22nd
Creative Deconstruction on a Deserted Island
Dear Stella,
I don’t know where to start, which is where I’ll start. You know me to not shut up from fear of seeming ignorant, ill-informed, wrong. A long time ago I began my struggle against totalities, authoritative knowledge, the idea that right and wrong are opposites. Sometimes good and bad are the same thing, and sometimes the need for 1/0 binaries is less than the desire to plant a garden.
I’m talking about trust and vision, and the skeptical witness: the courage to continue watching despite knowing that sight itself is flawed and inaccurate.
It’s a type of discomfort I get watching certain films. Like reading the news knowing the larger story is between the lines, but not having the depth perception to see through it. I always hated those Magic Eye posters for the same reason: my eyes fail me in this way.
And so for me — always trusting my head more than than my gut — when I get a visceral suspicion, when I sense a subtext, it’s very unusual for me, and very unsettling. But it does happen, beyond all likelihood. On occasion my stomach tells me something my brain slept through.
These moments are what I’m trying to tell you. This is hard to explain, but give me a minute.
This is a deconstructive reading, in the classic sense, by Derrida’s original theory. Deconstruction is a type of analysis that looks at a text as a complete and closed system, and attempts to find moments where the logic of the system contradicts itself. History, the world, the author, intention, none of this is relevant in a deconstructive analysis. The word “fissure” always comes to mind when I think about deconstruction: finding the cracks in the logic, and then showing how the cracks ARE the logic, that the logic has many layers, contradictory layers, and this is neither good or bad, but both (and everything in between).
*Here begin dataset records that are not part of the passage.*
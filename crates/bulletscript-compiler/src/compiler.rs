//! The compilation driver.
//!
//! [`Compiler::compile_script`] runs two passes over a script:
//!
//! - **Pass 1 (Declaration)**: register every declaration's name and
//!   parameters as a placeholder scope, so calls and `with updater`
//!   clauses resolve regardless of declaration order (and recursion works)
//! - **Pass 2 (Compilation)**: compile each body and replace its
//!   placeholder, keeping the index pass 1 handed out
//!
//! Errors are collected per declaration; one bad body does not stop the
//! rest of the script from compiling.

use rustc_hash::FxHashSet;
use tracing::debug;

use bulletscript_ast::{Declaration, Script};
use bulletscript_core::{CompilationError, RegistrationError, Span};
use bulletscript_registry::{ScopeKind, ScriptRegistry};

use crate::ScopeStack;
use crate::decl::{compile_body, parameter_scope, scope_kind};

type Result<T> = std::result::Result<T, CompilationError>;

/// A declaration that compiled and was registered.
#[derive(Debug, Clone, PartialEq, Eq)]
pub struct CompiledDeclaration {
    /// Table it was registered in.
    pub kind: ScopeKind,
    /// Declared name.
    pub name: String,
    /// Index within its table.
    pub index: usize,
}

/// Result of compiling a script.
#[derive(Debug, Default)]
pub struct CompilationResult {
    /// Successfully compiled declarations, in source order.
    pub declarations: Vec<CompiledDeclaration>,
    /// Any errors that occurred.
    pub errors: Vec<CompilationError>,
}

impl CompilationResult {
    /// Check if compilation succeeded (no errors).
    pub fn is_success(&self) -> bool {
        self.errors.is_empty()
    }

    /// Index of a compiled declaration.
    pub fn index_of(&self, kind: ScopeKind, name: &str) -> Option<usize> {
        self.declarations
            .iter()
            .find(|decl| decl.kind == kind && decl.name == name)
            .map(|decl| decl.index)
    }
}

/// Compiles declarations into a registry's code-scope tables.
pub struct Compiler<'reg> {
    registry: &'reg mut ScriptRegistry,
    scopes: ScopeStack,
    /// Names registered by pass 1 whose bodies have not compiled yet.
    placeholders: FxHashSet<(ScopeKind, String)>,
}

impl<'reg> Compiler<'reg> {
    /// Create a compiler writing into `registry`.
    ///
    /// Types, properties and firing functions should already be
    /// registered and the property mappings rebuilt.
    pub fn new(registry: &'reg mut ScriptRegistry) -> Self {
        Self {
            registry,
            scopes: ScopeStack::new(),
            placeholders: FxHashSet::default(),
        }
    }

    /// The registry being compiled into.
    pub fn registry(&self) -> &ScriptRegistry {
        self.registry
    }

    /// Compile a whole script in two passes.
    #[cfg_attr(feature = "profiling", profiling::function)]
    pub fn compile_script<'ast>(&mut self, script: &Script<'ast>) -> CompilationResult {
        let mut result = CompilationResult::default();

        let declared: Vec<&Declaration<'ast>> = script
            .declarations
            .iter()
            .filter(|decl| match self.declare(decl) {
                Ok(_) => true,
                Err(err) => {
                    result.errors.push(err);
                    false
                }
            })
            .collect();

        for decl in declared {
            match self.compile_declaration(decl) {
                Ok(compiled) => result.declarations.push(compiled),
                Err(err) => result.errors.push(err),
            }
        }

        debug!(
            compiled = result.declarations.len(),
            errors = result.errors.len(),
            "compiled script"
        );
        result
    }

    /// Register a placeholder scope carrying only the parameters.
    pub fn declare<'ast>(&mut self, decl: &Declaration<'ast>) -> Result<usize> {
        let kind = scope_kind(decl.kind);
        let name = decl.name.name;
        if self.registry.code_scopes(kind).index_of(name).is_some() {
            return Err(duplicate(kind, name, decl.name.span));
        }

        let scope = parameter_scope(decl)?;
        let index = self
            .registry
            .add_code_scope(kind, name, scope)
            .map_err(|source| registration(source, decl.span))?;
        self.placeholders.insert((kind, name.to_string()));
        Ok(index)
    }

    /// Compile one declaration and register it.
    ///
    /// Fills in the placeholder left by [`declare`](Self::declare) if there
    /// is one, otherwise declares it first. A name that already has a
    /// compiled body is a duplicate.
    #[cfg_attr(feature = "profiling", profiling::function)]
    pub fn compile_declaration<'ast>(
        &mut self,
        decl: &Declaration<'ast>,
    ) -> Result<CompiledDeclaration> {
        let kind = scope_kind(decl.kind);
        let name = decl.name.name;
        let key = (kind, name.to_string());

        let index = match self.registry.code_scopes(kind).index_of(name) {
            Some(index) if self.placeholders.contains(&key) => index,
            Some(_) => return Err(duplicate(kind, name, decl.name.span)),
            None => self.declare(decl)?,
        };

        let scope = compile_body(&mut self.scopes, &*self.registry, decl)?;
        let words = scope.code.len();
        self.registry
            .replace_code_scope(kind, index, scope)
            .map_err(|source| registration(source, decl.span))?;
        self.placeholders.remove(&key);

        debug!(%kind, name, index, words, "compiled declaration");
        Ok(CompiledDeclaration {
            kind,
            name: key.1,
            index,
        })
    }
}

fn duplicate(kind: ScopeKind, name: &str, span: Span) -> CompilationError {
    CompilationError::DuplicateDeclaration {
        kind: kind.as_str(),
        name: name.to_string(),
        span,
    }
}

fn registration(source: RegistrationError, span: Span) -> CompilationError {
    CompilationError::Registration { source, span }
}

#[cfg(test)]
mod tests {
    use super::*;
    use crate::testing::Fixture;
    use bulletscript_ast::{AstBuilder, BinaryOp, DeclKind};
    use bulletscript_core::Instruction;
    use bumpalo::Bump;

    #[test]
    fn forward_call_resolves() {
        let arena = Bump::new();
        let b = AstBuilder::new(&arena);
        let mut fixture = Fixture::new();

        let caller = b.declaration(
            DeclKind::EmitterUpdater,
            "pattern",
            &[],
            &[b.expr_stmt(b.call("triple", &[b.num(2.0)]))],
        );
        let callee = b.declaration(
            DeclKind::Function,
            "triple",
            &["v"],
            &[b.ret(Some(b.binary(b.var("v"), BinaryOp::Mul, b.num(3.0))))],
        );
        let script = b.script(&[caller, callee]);

        let mut compiler = Compiler::new(&mut fixture.registry);
        let result = compiler.compile_script(&script);
        assert!(result.is_success(), "{:?}", result.errors);

        let triple = result.index_of(ScopeKind::Function, "triple").unwrap();
        let pattern = fixture
            .registry
            .get_emitter_updater_code_scope("pattern")
            .unwrap();
        pattern.code.assert_words(&[
            Instruction::Push.word(),
            2.0,
            Instruction::FunctionCall.word(),
            triple as f32,
            Instruction::Pop.word(),
        ]);
        let triple_scope = fixture.registry.function_code_scope(triple).unwrap();
        assert_eq!(triple_scope.code.len(), 6);
    }

    #[test]
    fn recursion_resolves() {
        let arena = Bump::new();
        let b = AstBuilder::new(&arena);
        let mut fixture = Fixture::new();

        let body = b.ret(Some(b.call("countdown", &[b.var("n")])));
        let decl = b.declaration(DeclKind::Function, "countdown", &["n"], &[body]);

        let mut compiler = Compiler::new(&mut fixture.registry);
        let compiled = compiler.compile_declaration(&decl).unwrap();
        let scope = fixture
            .registry
            .function_code_scope(compiled.index)
            .unwrap();
        assert_eq!(scope.code.word(3), Some(compiled.index as f32));
        assert_eq!(scope.index(), Some(compiled.index));
    }

    #[test]
    fn duplicate_declaration() {
        let arena = Bump::new();
        let b = AstBuilder::new(&arena);
        let mut fixture = Fixture::new();

        let first = b.declaration(DeclKind::Action, "move", &[], &[]);
        let second = b
            .at(5, 1)
            .declaration(DeclKind::Action, "move", &["x"], &[]);
        let other_kind = b.declaration(DeclKind::BulletUpdater, "move", &[], &[]);
        let script = b.script(&[first, second, other_kind]);

        let mut compiler = Compiler::new(&mut fixture.registry);
        let result = compiler.compile_script(&script);

        assert_eq!(
            result.errors,
            vec![CompilationError::DuplicateDeclaration {
                kind: "action",
                name: "move".into(),
                span: Span::new(5, 1)
            }]
        );
        assert_eq!(result.declarations.len(), 2);
        let moved = fixture.registry.get_action_code_scope("move").unwrap();
        assert_eq!(moved.parameter_count(), 0);
    }

    #[test]
    fn compiled_name_cannot_be_redefined() {
        let arena = Bump::new();
        let b = AstBuilder::new(&arena);
        let mut fixture = Fixture::new();

        let decl = b.declaration(DeclKind::EmitterUpdater, "spin", &[], &[]);
        let mut compiler = Compiler::new(&mut fixture.registry);
        compiler.compile_declaration(&decl).unwrap();
        assert!(matches!(
            compiler.compile_declaration(&decl),
            Err(CompilationError::DuplicateDeclaration {
                kind: "emitter updater",
                ..
            })
        ));
    }

    #[test]
    fn errors_do_not_stop_other_declarations() {
        let arena = Bump::new();
        let b = AstBuilder::new(&arena);
        let mut fixture = Fixture::new();

        let bad = b.declaration(DeclKind::Action, "bad", &[], &[b.expr_stmt(b.var("x"))]);
        let good = b.declaration(DeclKind::Action, "good", &[], &[b.wait(b.num(1.0))]);
        let script = b.script(&[bad, good]);

        let mut compiler = Compiler::new(&mut fixture.registry);
        let result = compiler.compile_script(&script);

        assert!(!result.is_success());
        assert_eq!(result.errors.len(), 1);
        assert!(result.index_of(ScopeKind::Action, "good").is_some());
        assert!(result.index_of(ScopeKind::Action, "bad").is_none());
    }

    #[test]
    fn updater_declared_later_in_script() {
        let arena = Bump::new();
        let b = AstBuilder::new(&arena);
        let mut fixture = Fixture::new();

        let args = [b.num(0.0), b.num(0.0)];
        let fire = b.fire_with_updater("bullet", &args, "curve", &[b.num(2.0), b.num(3.0)]);
        let emitter = b.declaration(DeclKind::EmitterUpdater, "burst", &[], &[fire]);
        let updater = b.declaration(
            DeclKind::BulletUpdater,
            "curve",
            &["turn", "accel"],
            &[b.wait(b.num(1.0))],
        );
        let script = b.script(&[emitter, updater]);

        let mut compiler = Compiler::new(&mut fixture.registry);
        let result = compiler.compile_script(&script);
        assert!(result.is_success(), "{:?}", result.errors);
    }
}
Ultimately, deconstruction is a method of honor, it’s a method of trust.
Certain people when they learn I am vegan will offer a series of “what if?” questions, meant to test my ethical flexibility, each ending with the phrase “would you eat meat then?” “What if all the vegetables were poisoned….” “What if you were lost in a forest with only a knife….” “What if someone held a gun to your head….” And finally, exhausted by my mundane answers to their mundane questions, they invariably arrive at the final impasse question: “What if you were on a deserted island with a cow, would you make yourself starve to death before eating meat?”
“No, I’d eat the cow.”
The deconstructive fissures I’ve noticed in certain films is much like the outcome of these conversations I’ve been having for the past thirteen years. The point made is simple and powerful: I have proven that there is a situation where a committed vegetarian will kill and eat an animal. And if I told them that they just performed a deconstructive analysis of my eating habits, would they be even more pleased with themselves?
Here are three examples of films in which I have found this type of deserted island logic. Call it creative deconstruction (“creative” because although I am always a student, I am no academic, and I’m sure I’ve taken liberties with the deconstructive model, so you’ll grant me a little license, won’t you, Stella?).
Children of Men

The film Children of Men proves that there is a situation where abortion can threaten the future of all human life.
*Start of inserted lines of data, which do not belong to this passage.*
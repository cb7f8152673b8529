//! Fixed runtime bounds.

/// Capacities a script state is sized from.
/// Buffers never grow past these.
#[derive(Debug, Clone, Copy, PartialEq, Eq)]
pub struct VmLimits {
    /// Operand stack depth.
    pub stack_capacity: usize,
    /// Numerical variable slots shared by the root frame and all call frames.
    pub variable_capacity: usize,
    /// Entity-reference slots.
    pub entity_ref_capacity: usize,
    /// Maximum nested `FunctionCall` depth.
    pub max_call_depth: usize,
    /// Instructions one interpretation call may run before faulting.
    /// `None` disables the check.
    pub instruction_budget: Option<u32>,
}

impl VmLimits {
    /// Default operand stack depth.
    pub const DEFAULT_STACK_CAPACITY: usize = 64;
    /// Default numerical slot count.
    pub const DEFAULT_VARIABLE_CAPACITY: usize = 256;
    /// Default entity-reference slot count.
    pub const DEFAULT_ENTITY_REF_CAPACITY: usize = 16;
    /// Default call depth.
    pub const DEFAULT_MAX_CALL_DEPTH: usize = 32;
    /// Default per-call instruction budget.
    pub const DEFAULT_INSTRUCTION_BUDGET: u32 = 100_000;

    /// Set the operand stack depth.
    pub fn with_stack_capacity(mut self, capacity: usize) -> Self {
        self.stack_capacity = capacity;
        self
    }

    /// Set the numerical slot count.
    pub fn with_variable_capacity(mut self, capacity: usize) -> Self {
        self.variable_capacity = capacity;
        self
    }

    /// Set the maximum call depth.
    pub fn with_max_call_depth(mut self, depth: usize) -> Self {
        self.max_call_depth = depth;
        self
    }

    /// Set or disable the instruction budget.
    pub fn with_instruction_budget(mut self, budget: Option<u32>) -> Self {
        self.instruction_budget = budget;
        self
    }
}

impl Default for VmLimits {
    fn default() -> Self {
        Self {
            stack_capacity: Self::DEFAULT_STACK_CAPACITY,
            variable_capacity: Self::DEFAULT_VARIABLE_CAPACITY,
            entity_ref_capacity: Self::DEFAULT_ENTITY_REF_CAPACITY,
            max_call_depth: Self::DEFAULT_MAX_CALL_DEPTH,
            instruction_budget: Some(Self::DEFAULT_INSTRUCTION_BUDGET),
        }
    }
}
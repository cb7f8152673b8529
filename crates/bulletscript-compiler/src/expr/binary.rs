//! Binary operator compilation.

use bulletscript_ast::BinaryExpr;
use bulletscript_core::CodeBlock;

use super::{ExprCompiler, Result, binary_operator};

/// Compile `left op right`.
///
/// Both operands are always evaluated; `&&` and `||` do not short-circuit.
///
/// ```text
/// [left]
/// [right]
/// Op
/// ```
pub fn generate_binary<'ast>(
    compiler: &ExprCompiler<'_, '_>,
    expr: &BinaryExpr<'ast>,
) -> Result<CodeBlock> {
    let mut code = compiler.generate(expr.left)?;
    code.append(&compiler.generate(expr.right)?);
    code.write_instruction(binary_operator(expr.op).instruction());
    Ok(code)
}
I’ve brought this up with other friends, and some of them thought I was reading way too much into it, despite how obvious it seemed to me. But it’s there, subtextually, which is where all deconstruction begins. No one in the film ever says the word “abortion.” Which is fascinating to me. This is a world where abortion has become unnecessary, because women were all miscarrying. Eventually, conception was no longer possible, and thus abortion was no longer an option. And so in this infertile dystopia, with the memory of abortion buried for more than 18 years, a pregnant woman would never consider having an abortion for many reasons, the simplest of which is that abortion no longer exists.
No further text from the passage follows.